June 5, 2025 By Sarah Grevy Gotfredsen

s the bromance between tech titans and Donald Trump has unfolded—X posts about “disgusting” legislation notwithstanding—Europe has 
grown increasingly uneasy about relying on US tech products. In Denmark, the media industry is actively seeking out non-US 
alternatives. Journalisten, a Danish publication roughly equivalent to this magazine (whose name translates as “The Journalist”), 
asked several news outlets and communications professionals whether they are exploring other options, and found that all of them 
were. “Like most Danish companies, we are steeped in American technology,” one editor in chief told the publication. “If we suddenly 
can no longer trust American suppliers, we have a huge problem, and it will be very difficult and expensive to get out of it.” This 
shift is driven by concerns that Trump could one day wake up and decide to force Big Tech to pull the plug on cloud services to 
Europe.
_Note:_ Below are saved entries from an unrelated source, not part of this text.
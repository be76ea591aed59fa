use std::time::Duration;

use chime_types::models::MediaKind;
use rand::Rng;

use crate::registry::DEFAULT_CAPACITY;
use crate::window::AdmissionWindow;

/// Heartbeat interval: a Ping every 15 seconds, two missed Pongs drop the connection.
pub const HEARTBEAT_INTERVAL: Duration = Duration::from_secs(15);

/// Bounded, randomized pause applied after a multimedia header is admitted
/// or refused, before its chunks are consumed.
#[derive(Debug, Clone, Copy, PartialEq, Eq)]
pub struct AdmissionDelay {
    pub min: Duration,
    pub max: Duration,
}

impl AdmissionDelay {
    pub const NONE: Self = Self {
        min: Duration::ZERO,
        max: Duration::ZERO,
    };

    pub fn fixed(delay: Duration) -> Self {
        Self {
            min: delay,
            max: delay,
        }
    }

    /// Pick a delay uniformly in `[min, max]`.
    pub fn sample(&self) -> Duration {
        if self.max <= self.min {
            return self.min;
        }
        let min = self.min.as_millis() as u64;
        let max = self.max.as_millis() as u64;
        Duration::from_millis(rand::rng().random_range(min..=max))
    }
}

impl Default for AdmissionDelay {
    fn default() -> Self {
        Self {
            min: Duration::from_millis(1000),
            max: Duration::from_millis(2000),
        }
    }
}

#[derive(Debug, Clone)]
pub struct GatewayConfig {
    pub max_connections: usize,
    pub text_window: AdmissionWindow,
    pub voice_window: AdmissionWindow,
    pub video_window: AdmissionWindow,
    pub admission_delay: AdmissionDelay,
    pub heartbeat_interval: Duration,
}

impl GatewayConfig {
    pub fn media_window(&self, kind: MediaKind) -> AdmissionWindow {
        match kind {
            MediaKind::Voice => self.voice_window,
            MediaKind::Video => self.video_window,
        }
    }
}

impl Default for GatewayConfig {
    fn default() -> Self {
        Self {
            max_connections: DEFAULT_CAPACITY,
            text_window: AdmissionWindow::TEXT,
            voice_window: AdmissionWindow::VOICE,
            video_window: AdmissionWindow::VIDEO,
            admission_delay: AdmissionDelay::default(),
            heartbeat_interval: HEARTBEAT_INTERVAL,
        }
    }
}

#[cfg(test)]
mod tests {
    use super::*;

    #[test]
    fn test_delay_stays_in_bounds() {
        let delay = AdmissionDelay::default();
        for _ in 0..100 {
            let d = delay.sample();
            assert!(d >= delay.min && d <= delay.max);
        }
        assert_eq!(AdmissionDelay::NONE.sample(), Duration::ZERO);
        assert_eq!(
            AdmissionDelay::fixed(Duration::from_millis(5)).sample(),
            Duration::from_millis(5)
        );
    }

    #[test]
    fn test_media_window_by_kind() {
        let config = GatewayConfig::default();
        assert_eq!(config.media_window(MediaKind::Voice), AdmissionWindow::VOICE);
        assert_eq!(config.media_window(MediaKind::Video), AdmissionWindow::VIDEO);
    }
}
It’s a hypothetical risk—and, some say, a small one. But if it were to materialize, the consequences could be “a disaster of 
biblical dimensions,” per one security expert. As such, Torsten Pedersen, the minister of national security, recently asked Danish 
companies and authorities to prepare for such a scenario, and to have an exit plan.
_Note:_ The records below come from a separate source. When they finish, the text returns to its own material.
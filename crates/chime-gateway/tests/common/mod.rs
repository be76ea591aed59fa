#![allow(dead_code)]

use std::sync::Arc;
use std::time::Duration;

use async_trait::async_trait;
use bytes::Bytes;
use chrono::{DateTime, TimeZone, Utc};
use tempfile::TempDir;
use tokio::sync::mpsc;
use tokio::task::JoinHandle;
use uuid::Uuid;

use chime_db::{Database, Store};
use chime_gateway::header::TransferHeader;
use chime_gateway::transport::{Frame, FrameSink, FrameSource};
use chime_gateway::window::FixedClock;
use chime_gateway::{AdmissionDelay, Engine, GatewayConfig, MediaStore};
use chime_types::events::ServerEvent;
use chime_types::models::{Chat, MediaKind, Message, MessageStatus};

const EVENT_TIMEOUT: Duration = Duration::from_secs(5);

/// A fixed day at the given UTC time.
pub fn utc(hour: u32, minute: u32) -> DateTime<Utc> {
    Utc.with_ymd_and_hms(2024, 6, 3, hour, minute, 0).unwrap()
}

pub fn test_config() -> GatewayConfig {
    GatewayConfig {
        admission_delay: AdmissionDelay::NONE,
        ..GatewayConfig::default()
    }
}

pub fn header(kind: MediaKind, length: u64, client_id: i64, name: &str) -> Vec<u8> {
    TransferHeader::new(kind, length, client_id, name)
        .encode()
        .unwrap()
}

pub struct Harness {
    pub engine: Engine,
    pub db: Arc<Database>,
    pub clock: Arc<FixedClock>,
    pub media_dir: TempDir,
}

impl Harness {
    pub async fn new(at: DateTime<Utc>) -> Self {
        Self::build(at, test_config(), |db| db as Arc<dyn Store>).await
    }

    pub async fn with_config(at: DateTime<Utc>, config: GatewayConfig) -> Self {
        Self::build(at, config, |db| db as Arc<dyn Store>).await
    }

    /// Build an engine whose store is derived from the harness database.
    pub async fn build<F>(at: DateTime<Utc>, config: GatewayConfig, store: F) -> Self
    where
        F: FnOnce(Arc<Database>) -> Arc<dyn Store>,
    {
        let db = Arc::new(Database::open_in_memory().unwrap());
        let media_dir = tempfile::tempdir().unwrap();
        let media = MediaStore::new(media_dir.path().to_path_buf()).await.unwrap();
        let clock = Arc::new(FixedClock::new(at));
        let engine = Engine::with_clock(store(db.clone()), media, config, clock.clone());
        Self {
            engine,
            db,
            clock,
            media_dir,
        }
    }

    pub fn connect(&self, client_id: i64) -> TestClient {
        let (frames_tx, frames_rx) = mpsc::unbounded_channel();
        let (events_tx, events_rx) = mpsc::unbounded_channel();
        let engine = self.engine.clone();
        let task = tokio::spawn(async move {
            engine
                .serve(
                    client_id,
                    ChannelSource { rx: frames_rx },
                    ChannelSink { tx: Some(events_tx) },
                )
                .await
        });
        TestClient {
            frames: Some(frames_tx),
            events: events_rx,
            task,
        }
    }

    pub fn messages(&self, chat_id: Uuid) -> Vec<Message> {
        self.db.list_messages(chat_id, 100, 0).unwrap()
    }

    pub fn media_file(&self, content: &str) -> std::path::PathBuf {
        self.media_dir.path().join(content)
    }

    pub fn media_files(&self, kind: MediaKind) -> Vec<std::path::PathBuf> {
        std::fs::read_dir(self.media_dir.path().join(kind.as_str()))
            .unwrap()
            .map(|entry| entry.unwrap().path())
            .collect()
    }
}

/// One in-memory connection to the engine.
pub struct TestClient {
    frames: Option<mpsc::UnboundedSender<Frame>>,
    events: mpsc::UnboundedReceiver<Frame>,
    task: JoinHandle<()>,
}

impl TestClient {
    pub fn send_text(&self, text: &str) {
        self.frames
            .as_ref()
            .unwrap()
            .send(Frame::Text(text.to_string()))
            .unwrap();
    }

    pub fn send_binary(&self, data: impl Into<Bytes>) {
        self.frames
            .as_ref()
            .unwrap()
            .send(Frame::Binary(data.into()))
            .unwrap();
    }

    pub async fn next_event(&mut self) -> ServerEvent {
        let frame = tokio::time::timeout(EVENT_TIMEOUT, self.events.recv())
            .await
            .expect("timed out waiting for an event")
            .expect("connection closed");
        match frame {
            Frame::Text(text) => serde_json::from_str(&text).unwrap(),
            Frame::Binary(_) => panic!("unexpected binary frame"),
        }
    }

    /// True once the server has closed this connection.
    pub async fn is_closed(&mut self) -> bool {
        matches!(
            tokio::time::timeout(EVENT_TIMEOUT, self.events.recv()).await,
            Ok(None)
        )
    }

    /// Send the timezone and return the chat from the `ready` reply.
    pub async fn bootstrap(&mut self, timezone: &str) -> (Uuid, String) {
        self.send_text(timezone);
        match self.next_event().await {
            ServerEvent::Ready {
                chat_id, timezone, ..
            } => (chat_id, timezone),
            other => panic!("expected ready, got {:?}", other),
        }
    }

    /// Disconnect and wait for the server side to finish tearing down.
    pub async fn disconnect(mut self) {
        self.frames.take();
        tokio::time::timeout(EVENT_TIMEOUT, self.task)
            .await
            .expect("session did not end")
            .unwrap();
    }
}

struct ChannelSource {
    rx: mpsc::UnboundedReceiver<Frame>,
}

#[async_trait]
impl FrameSource for ChannelSource {
    async fn recv(&mut self) -> Option<Frame> {
        self.rx.recv().await
    }
}

struct ChannelSink {
    tx: Option<mpsc::UnboundedSender<Frame>>,
}

#[async_trait]
impl FrameSink for ChannelSink {
    async fn send_text(&mut self, text: String) -> anyhow::Result<()> {
        let tx = self.tx.as_ref().ok_or_else(|| anyhow::anyhow!("closed"))?;
        tx.send(Frame::Text(text))?;
        Ok(())
    }

    async fn send_binary(&mut self, data: Bytes) -> anyhow::Result<()> {
        let tx = self.tx.as_ref().ok_or_else(|| anyhow::anyhow!("closed"))?;
        tx.send(Frame::Binary(data))?;
        Ok(())
    }

    async fn close(&mut self) {
        self.tx.take();
    }
}

/// Store whose message writes always fail; chats still work.
pub struct FailingStore {
    pub inner: Arc<Database>,
}

impl Store for FailingStore {
    fn get_chat(&self, client_id: i64) -> anyhow::Result<Option<Chat>> {
        self.inner.get_chat(client_id)
    }

    fn create_chat(&self, client_id: i64, timezone: &str) -> anyhow::Result<Chat> {
        self.inner.create_chat(client_id, timezone)
    }

    fn create_message(&self, _: Uuid, _: &str, _: MessageStatus) -> anyhow::Result<Message> {
        anyhow::bail!("disk I/O error")
    }

    fn list_messages(&self, chat_id: Uuid, limit: u32, offset: u32) -> anyhow::Result<Vec<Message>> {
        self.inner.list_messages(chat_id, limit, offset)
    }
}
Denmark isn’t the only European country concerned about Big Tech: in the spring, for instance, the Dutch parliament passed eight 
motions urging the government to reduce its dependence on US tech companies and to adopt European alternatives. But in Denmark, 
growing tensions over Greenland—an autonomous territory of Denmark that Trump has made no secret of wanting to acquire—have added an 
extra layer of anxiety among officials. Trump has said that he “doesn’t rule out” using military force to take control of Greenland, 
and a Wall Street Journal investigation revealed that the US has ramped up its intelligence-gathering efforts in the territory. 
Indeed, Exoscale, a Swiss-based Web-hosting provider, told Wired that it has seen an uptick in customers looking to move away from 
cloud giants like Amazon—and that Danish clients have been explicit that the tensions over Greenland were a motivating factor behind 
the shift.

At least one US tech giant—Microsoft, which generates about a quarter of its business in Europe—has pledged to protect its customers 
there. In a blog post published in April, the company announced plans to expand its European data-center capacity by 40 percent over 
the next two years, an effort intended to give Europeans more control over their data (though some have argued that physical 
location doesn’t matter since the US has some extraterritorial powers). Microsoft also said that, while such a scenario is 
“exceedingly unlikely,” it would resist any US government order to shut down cloud operations in Europe.

And yet, last month, the Associated Press reported that Microsoft did “cancel” the email address of Karim Khan, the chief prosecutor 
of the Netherlands-based International Criminal Court, which was slapped with US sanctions after it issued arrest warrants for 
Israeli prime minister Benjamin Netanyahu and his defense minister for alleged war crimes in Gaza. Unable to access his mailbox, 
Khan (who is currently under investigation for sexual abuse, which he denies) reportedly switched to Proton, a Swiss 
end-to-end-encrypted email service.

Microsoft denies that it ceased or suspended services to the ICC. Nonetheless, the cancellation of Khan’s email has spurred some 
European cybersecurity experts to further advocate for digital sovereignty. According to DR, the Danish public broadcaster, in their 
search for alternatives to Microsoft, the Danes are looking south across the border to Schleswig-Holstein, the northernmost state in 
Germany, where sixty thousand public sector employees have been instructed by German authorities to replace Big Tech software with 
open-source alternatives. The initiative has been underway for five years, but by September, employees are expected to have 
uninstalled Microsoft Office and switched to LibreOffice, an open-source office suite. The shift is being driven by a desire to 
achieve digital independence. But there’s also a financial incentive. Licensing agreements with tech giants are expensive, and 
transitioning to local solutions could save the state millions of euros.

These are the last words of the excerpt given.